19 thoughts on “Microfiction: Sunday morning”

  1. What a dark tale. Wishing your neighbours away. Wouldn’t it be wonderful if we could say this kind of thing is behind us all, but all we need to do is look around to see the sad truth, that people still see others as inferior – as ‘other’. I hope the hypocritical old bag fails, that the Epelbaums escape unhurt.
    Great story Jane

    1. I hope they were some of the lucky few and I hope Bernhardt got sent to the Eastern Front. Being Austria, the evil baggage probably got some kind of good service award after the war…

      1. Chilling times and all the more so because people turned on folk they’d known for years, lived next to, worked with. The thin veneer of civilisation.

      2. It happened in Rwanda, it happened in Yugoslavia, it would happen anywhere there are tensions to be exploited. That’s why I find politicians like Trump so terrifying. They have the power to orchestrate that animosity and sense of grievance.

  2. How someone can write such a short thing that says so much I myself will never know and yet you do….
    Of course as with your other shorts, it leaves a myriad of questions! You tease!
    On a serious level, there’s a very disturbing and realistic undercurrent, we imagine this in truth and it is as you say, something that occurs over and over. Those who do not know history are bound to repeat it but even with that acknowledged it’s shocking how often, how obvious such repeated atrocity is. For those of us who seek to see patterns and behaviors there’s a quality of madness to it, as if even if they knew, they would still, slaughter, because it is their wont.
    I think you really bring up the darkness here and lay out the questions many of us have time and again. Brava!

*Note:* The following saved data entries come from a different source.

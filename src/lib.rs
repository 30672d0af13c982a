//! Terminal client for a movie recommendation backend
//!
//! Browses the catalogue, shows movie details with similar titles, records ratings, and
//! presents personalized recommendations. Backend responses go through a stale-while-revalidate
//! query cache shared by every screen.

pub mod api;
pub mod app;
pub mod config;
pub mod debounce;
pub mod error;
pub mod models;
pub mod query;
pub mod views;

pub use app::{App, Command};
pub use config::Config;
pub use error::{ClientError, ClientResult};
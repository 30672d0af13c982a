use crate::views::View;

/// Landing screen
#[derive(Debug, Default)]
pub struct HomeView;

#[async_trait::async_trait]
impl View for HomeView {
    fn title(&self) -> String {
        "Home".to_string()
    }

    async fn render(&mut self) -> String {
        [
            "Welcome to Movie Recommendations",
            "",
            "Discover new movies based on your preferences and viewing history.",
            "",
            "  movies          browse the catalogue",
            "  recs            your recommendations",
            "  help            list every command",
        ]
        .join("\n")
    }
}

    1. I don’t think there’s ever been anything to compare to the Nazi machine. Such cold, clinical butchery, but at the scale of a whole people, enshrined in ideology. That germ must be in so many other people waiting for circumstances to let it grow.

      1. Agreed. I think others have almost done as much, maybe literally speaking worse, though something about the way it’s documented for us to witness, is without compare. A recent libel suit in the UK stirred up controversy I read, because the defenders had to ‘prove’ the Holocaust happened, such is the burden of proof in UK libel, thus they did against a book published by Penguin which claimed the Holocaust had never happened. The ludicrous notion we can have ‘free speech’ only to publish a Holocaust denier, that’s PC gone mad. They’re making it into a film I heard, it gets my blood boiling.

      2. Holocaust deniers are the earth’s scum. It is a paradox that defenders of free speech defend the right of obscurantists who spread lies and incite hatred and violence. Just plain wrong-headed.

  3. Your word count maybe high but the relevance of your story being so close to The eleventh of the eleventh… lest we disgragefully forget. The unasked and answered questions the secret looks that speak volumes within your piece make it superb. I liked this a lot. 😇

    1. I told you, that woman really got up my nose. Add a wimple and that face could be a Medieval dowager or abbess, she could be a modern dictator, a landowner with starving peasants or serfs depending on her. Same expression.